Washington - Anyone who uses an online dating site - Tinder, Bumble and the rest - quickly learns that people don't always look like their photos, they sometimes add an inch or two to their height, and maybe they fudge their weight. 

One study found that 80 percent of people lie in their profiles. Many falsehoods are mild, easy to see through within seconds of meeting someone in person, and do little harm.

But other lies are more dangerous: They become instruments of sexual fraud. A 44-year-old woman from Canterbury, in Britain, for example, fell in love with a man who told her he was a single businessman who often traveled for work. 

A year later, she learned that he was a married London lawyer using a fake name, who was also sleeping with several other women whom he had apparently tricked in the same way.

There have always been people who tell lies to get sex, but apps make it easy to deceive victims on an unprecedented scale, and in relative anonymity, well outside the perpetrators' social circles. 

Yet we punish low-level shoplifting, or false claims in commercial advertising, more harshly than we punish most forms of sexual deception, despite the suffering and harm to one's dignity the latter brings. 

For a woman in her late 30s or early 40s who wants to marry and have children, the "opportunity cost" of a fraudulent relationship can add another dimension to the pain in the form of diminished fertility.

One way to measure dating-app fraud would be to look for information that (1) was misleading and (2) involved one or more material facts about a person that (3) a reasonable person could have used to decide whether to engage in sexual intercourse. 

While such legal intervention wouldn't capture every possible form of sexual fraud (think of lies that originated in a bar rather than on an app), these measures would make a real dent in addressing some of the large-scale problems in today's dating marketplace.

The impact of dating apps, and the associated lying, is only going to grow. By 2013, one-third of married Americans had met their spouses online, and it is estimated that by 2040, more than two-thirds of people will have met their significant others that way. (I found my own husband on Bumble.) 

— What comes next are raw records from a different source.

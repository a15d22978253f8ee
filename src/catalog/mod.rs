//! Catalog module
//!
//! This module contains table definitions, row schemas, and data types.

pub mod builder;
pub mod schema;
pub mod types;

pub use builder::TableBuilder;
pub use schema::{Column, Field, ForeignKey, RowSchema, Schema, TableDef};
pub use types::DataType;
//! Storage module
//!
//! In-memory relation storage:
//! - Values and tuples
//! - Tables with load-time validation
//! - The read-only relation store
//! - JSON dataset loading

pub mod loader;
pub mod store;
pub mod table;
pub mod tuple;

pub use store::{RelationStore, StoreBuilder};
pub use table::{Table, TableScan};
pub use tuple::{Tuple, Value};
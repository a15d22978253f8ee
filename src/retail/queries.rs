//! Analytic query catalog over the retail schema
//!
//! Each entry is a ready-to-run logical plan, graded roughly from single
//! table filters to correlated subqueries and set operations.

use crate::executor::plan::{AggregateExpr, GroupKey, LogicalPlan, OrderByItem, SelectItem};
use crate::expr::{case_when, col, exists, func, lit, not_exists, scalar, Expr, ScalarFunction};

/// A named, documented query plan
#[derive(Debug, Clone)]
pub struct NamedQuery {
    pub name: &'static str,
    pub description: &'static str,
    pub plan: LogicalPlan,
}

impl NamedQuery {
    fn new(name: &'static str, description: &'static str, plan: LogicalPlan) -> Self {
        Self {
            name,
            description,
            plan,
        }
    }
}

fn same_customer(left: &str, right: &str) -> Expr {
    col(&format!("{}.customer_id", left)).eq(col(&format!("{}.customer_id", right)))
}

fn premium_electronics() -> LogicalPlan {
    LogicalPlan::scan("products")
        .filter(
            col("category")
                .eq(lit("Electronics"))
                .and(col("price").gt(lit(100))),
        )
        .select(vec![col("product_name"), col("price")])
        .sort(vec![OrderByItem::desc(col("price"))])
}

fn customers_by_email_domain() -> LogicalPlan {
    LogicalPlan::scan("customers")
        .filter(col("email").like("%@email.com"))
        .select(vec![col("first_name"), col("last_name"), col("email")])
        .sort(vec![OrderByItem::asc(col("last_name"))])
}

fn customers_missing_email() -> LogicalPlan {
    LogicalPlan::scan("customers")
        .filter(col("email").is_null())
        .select(vec![col("customer_id"), col("first_name"), col("last_name")])
}

fn category_price_summary() -> LogicalPlan {
    LogicalPlan::scan("products")
        .aggregate(
            vec![col("category").into()],
            vec![
                AggregateExpr::count_star().alias("product_count"),
                AggregateExpr::avg(col("price")).alias("avg_price"),
                AggregateExpr::min(col("price")).alias("min_price"),
                AggregateExpr::max(col("price")).alias("max_price"),
            ],
        )
        .sort(vec![OrderByItem::asc(col("category"))])
}

fn big_spenders() -> LogicalPlan {
    LogicalPlan::scan_as("customers", "c")
        .inner_join(LogicalPlan::scan_as("orders", "o"), same_customer("c", "o"))
        .aggregate(
            vec![
                col("c.customer_id").into(),
                col("c.first_name").into(),
                col("c.last_name").into(),
            ],
            vec![
                AggregateExpr::count(col("o.order_id")).alias("order_count"),
                AggregateExpr::sum(col("o.total_amount")).alias("total_spent"),
            ],
        )
        .having(col("total_spent").gt(lit(1000)))
        .select(vec![
            col("c.first_name"),
            col("c.last_name"),
            col("order_count"),
            col("total_spent"),
        ])
        .sort(vec![OrderByItem::desc(col("total_spent"))])
}

fn order_line_details() -> LogicalPlan {
    let customer_name = func(
        ScalarFunction::Concat,
        vec![col("c.first_name"), lit(" "), col("c.last_name")],
    );
    LogicalPlan::scan_as("orders", "o")
        .inner_join(LogicalPlan::scan_as("customers", "c"), same_customer("o", "c"))
        .inner_join(
            LogicalPlan::scan_as("order_items", "oi"),
            col("oi.order_id").eq(col("o.order_id")),
        )
        .inner_join(
            LogicalPlan::scan_as("products", "p"),
            col("p.product_id").eq(col("oi.product_id")),
        )
        .project(vec![
            SelectItem::expr(col("o.order_id")),
            SelectItem::aliased(customer_name, "customer_name"),
            SelectItem::expr(col("p.product_name")),
            SelectItem::expr(col("oi.quantity")),
            SelectItem::aliased(col("oi.quantity") * col("oi.unit_price"), "line_total"),
        ])
        .sort(vec![
            OrderByItem::asc(col("o.order_id")),
            OrderByItem::asc(col("p.product_name")),
        ])
}

fn daily_order_totals() -> LogicalPlan {
    LogicalPlan::scan("orders")
        .aggregate(
            vec![GroupKey::aliased(
                func(ScalarFunction::Date, vec![col("order_date")]),
                "order_day",
            )],
            vec![
                AggregateExpr::count_star().alias("order_count"),
                AggregateExpr::sum(col("total_amount")).alias("day_total"),
            ],
        )
        .sort(vec![OrderByItem::asc(col("order_day"))])
}

fn above_average_price() -> LogicalPlan {
    let average = LogicalPlan::scan("products")
        .aggregate(vec![], vec![AggregateExpr::avg(col("price"))]);
    LogicalPlan::scan("products")
        .filter(col("price").gt(scalar(average)))
        .select(vec![col("product_name"), col("price")])
        .sort(vec![OrderByItem::desc(col("price"))])
}

fn largest_order_per_customer() -> LogicalPlan {
    let largest = LogicalPlan::scan_as("orders", "o2")
        .filter(same_customer("o2", "o"))
        .aggregate(vec![], vec![AggregateExpr::max(col("o2.total_amount"))]);
    LogicalPlan::scan_as("orders", "o")
        .filter(col("o.total_amount").eq(scalar(largest)))
        .select(vec![
            col("o.order_id"),
            col("o.customer_id"),
            col("o.total_amount"),
        ])
        .sort(vec![OrderByItem::asc(col("o.customer_id"))])
}

fn orders_of_customer() -> LogicalPlan {
    LogicalPlan::scan_as("orders", "o").filter(same_customer("o", "c"))
}

fn customers_with_orders() -> LogicalPlan {
    LogicalPlan::scan_as("customers", "c")
        .filter(exists(orders_of_customer()))
        .select(vec![col("c.customer_id"), col("c.first_name"), col("c.last_name")])
}

fn customers_without_orders() -> LogicalPlan {
    LogicalPlan::scan_as("customers", "c")
        .filter(not_exists(orders_of_customer()))
        .select(vec![col("c.customer_id"), col("c.first_name"), col("c.last_name")])
}

fn customer_order_history() -> LogicalPlan {
    LogicalPlan::scan_as("customers", "c")
        .left_join(LogicalPlan::scan_as("orders", "o"), same_customer("c", "o"))
        .sort(vec![
            OrderByItem::asc(col("c.customer_id")),
            OrderByItem::asc(col("o.order_id")),
        ])
        .select(vec![
            col("c.first_name"),
            col("c.last_name"),
            col("o.order_id"),
            col("o.total_amount"),
        ])
}

fn orphan_orders() -> LogicalPlan {
    LogicalPlan::scan_as("customers", "c")
        .right_join(LogicalPlan::scan_as("orders", "o"), same_customer("c", "o"))
        .filter(col("c.customer_id").is_null())
        .select(vec![
            col("o.order_id"),
            col("o.customer_id"),
            col("o.total_amount"),
        ])
}

fn unpaid_orders() -> LogicalPlan {
    LogicalPlan::scan_as("orders", "o")
        .left_join(
            LogicalPlan::scan_as("payments", "p"),
            col("p.order_id").eq(col("o.order_id")),
        )
        .filter(col("p.payment_id").is_null())
        .select(vec![col("o.order_id"), col("o.status")])
        .sort(vec![OrderByItem::asc(col("o.order_id"))])
}

fn active_customer_ids() -> LogicalPlan {
    LogicalPlan::scan("orders")
        .select(vec![col("customer_id")])
        .union(LogicalPlan::scan("product_reviews").select(vec![col("customer_id")]))
        .sort(vec![OrderByItem::asc(col("customer_id"))])
}

fn ordered_and_reviewed() -> LogicalPlan {
    LogicalPlan::scan("orders")
        .select(vec![col("customer_id")])
        .intersect(LogicalPlan::scan("product_reviews").select(vec![col("customer_id")]))
        .sort(vec![OrderByItem::asc(col("customer_id"))])
}

fn top_products_by_revenue() -> LogicalPlan {
    LogicalPlan::scan_as("order_items", "oi")
        .inner_join(
            LogicalPlan::scan_as("products", "p"),
            col("p.product_id").eq(col("oi.product_id")),
        )
        .aggregate(
            vec![col("p.product_name").into()],
            vec![AggregateExpr::sum(col("oi.quantity") * col("oi.unit_price")).alias("revenue")],
        )
        .sort(vec![OrderByItem::desc(col("revenue"))])
        .limit(3)
}

fn product_review_summary() -> LogicalPlan {
    LogicalPlan::scan_as("products", "p")
        .left_join(
            LogicalPlan::scan_as("product_reviews", "r"),
            col("r.product_id").eq(col("p.product_id")),
        )
        .aggregate(
            vec![col("p.product_name").into()],
            vec![
                AggregateExpr::count(col("r.review_id")).alias("review_count"),
                AggregateExpr::avg(col("r.rating")).alias("avg_rating"),
            ],
        )
        .sort(vec![
            OrderByItem::desc(col("review_count")),
            OrderByItem::asc(col("product_name")),
        ])
}

fn price_bands() -> LogicalPlan {
    let band = case_when(
        vec![
            (col("price").gt_eq(lit(1000)), lit("premium")),
            (col("price").gt_eq(lit(100)), lit("standard")),
        ],
        Some(lit("budget")),
    );
    LogicalPlan::scan("products")
        .sort(vec![OrderByItem::asc(col("product_id"))])
        .project(vec![
            SelectItem::expr(col("product_name")),
            SelectItem::expr(col("price")),
            SelectItem::aliased(band, "price_band"),
        ])
}

fn ordered_categories() -> LogicalPlan {
    LogicalPlan::scan_as("order_items", "oi")
        .inner_join(
            LogicalPlan::scan_as("products", "p"),
            col("p.product_id").eq(col("oi.product_id")),
        )
        .select(vec![col("p.category")])
        .distinct()
        .sort(vec![OrderByItem::asc(col("category"))])
}

fn january_orders() -> LogicalPlan {
    LogicalPlan::scan("orders")
        .filter(
            func(ScalarFunction::Year, vec![col("order_date")])
                .eq(lit(2024))
                .and(func(ScalarFunction::Month, vec![col("order_date")]).eq(lit(1))),
        )
        .select(vec![col("order_id"), col("order_date")])
        .sort(vec![OrderByItem::asc(col("order_date"))])
}

/// Every catalog query, in teaching order
pub fn catalog() -> Vec<NamedQuery> {
    vec![
        NamedQuery::new(
            "premium_electronics",
            "Electronics priced above 100, most expensive first",
            premium_electronics(),
        ),
        NamedQuery::new(
            "customers_by_email_domain",
            "Customers whose email ends in @email.com",
            customers_by_email_domain(),
        ),
        NamedQuery::new(
            "customers_missing_email",
            "Customers without an email address",
            customers_missing_email(),
        ),
        NamedQuery::new(
            "category_price_summary",
            "Product count and price statistics per category",
            category_price_summary(),
        ),
        NamedQuery::new(
            "big_spenders",
            "Customers who spent more than 1000 in total",
            big_spenders(),
        ),
        NamedQuery::new(
            "order_line_details",
            "Order lines with customer and product names",
            order_line_details(),
        ),
        NamedQuery::new(
            "daily_order_totals",
            "Orders and revenue per calendar day",
            daily_order_totals(),
        ),
        NamedQuery::new(
            "above_average_price",
            "Products priced above the average product price",
            above_average_price(),
        ),
        NamedQuery::new(
            "largest_order_per_customer",
            "Each customer's largest order",
            largest_order_per_customer(),
        ),
        NamedQuery::new(
            "customers_with_orders",
            "Customers who placed at least one order",
            customers_with_orders(),
        ),
        NamedQuery::new(
            "customers_without_orders",
            "Customers who never placed an order",
            customers_without_orders(),
        ),
        NamedQuery::new(
            "customer_order_history",
            "Every customer with their orders, if any",
            customer_order_history(),
        ),
        NamedQuery::new(
            "orphan_orders",
            "Orders whose customer does not exist",
            orphan_orders(),
        ),
        NamedQuery::new(
            "unpaid_orders",
            "Orders without a payment",
            unpaid_orders(),
        ),
        NamedQuery::new(
            "active_customer_ids",
            "Customers who ordered or reviewed",
            active_customer_ids(),
        ),
        NamedQuery::new(
            "ordered_and_reviewed",
            "Customers who both ordered and reviewed",
            ordered_and_reviewed(),
        ),
        NamedQuery::new(
            "top_products_by_revenue",
            "The three products with the highest revenue",
            top_products_by_revenue(),
        ),
        NamedQuery::new(
            "product_review_summary",
            "Review count and average rating per product",
            product_review_summary(),
        ),
        NamedQuery::new(
            "price_bands",
            "Products labelled budget, standard or premium",
            price_bands(),
        ),
        NamedQuery::new(
            "ordered_categories",
            "Distinct categories that appear in orders",
            ordered_categories(),
        ),
        NamedQuery::new(
            "january_orders",
            "Orders placed in January 2024",
            january_orders(),
        ),
    ]
}

/// Look up a catalog query by name (case-insensitive)
pub fn find(name: &str) -> Option<NamedQuery> {
    catalog()
        .into_iter()
        .find(|q| q.name.eq_ignore_ascii_case(name))
}

#[cfg(test)]
mod tests {
    use super::*;
    use std::collections::HashSet;

    #[test]
    fn test_catalog_names_unique() {
        let queries = catalog();
        let names: HashSet<_> = queries.iter().map(|q| q.name).collect();
        assert_eq!(names.len(), queries.len());
    }

    #[test]
    fn test_find() {
        assert!(find("orphan_orders").is_some());
        assert!(find("ORPHAN_ORDERS").is_some());
        assert!(find("no_such_query").is_none());
    }

    #[test]
    fn test_plan_explain_text() {
        let query = find("orphan_orders").unwrap();
        let text = query.plan.to_string();
        assert!(text.contains("RIGHT"));
        assert!(text.contains("c.customer_id IS NULL"));
    }
}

But even as apps amplify the harms caused by lies, they make documenting lies easier, because people's misleading profiles can be reviewed, and text messages repeating the lies can be saved.

Perhaps all seduction involves embellishment - after all, isn't makeup or a push-up bra trickery, when the truth might be disappointing? But lies exist on a spectrum, as the law around false advertising already recognizes. 

Most people understand that there is no right to have sex with a particular person - or with anyone at all, if nobody is willing. The #MeToo movement rightly subjects all sorts of behaviors in the dating arena to greater questioning, and the legal boundaries in this context are up for fresh discussion. 

How to handle sexual fraud in the age of Tinder should be a part of those debates.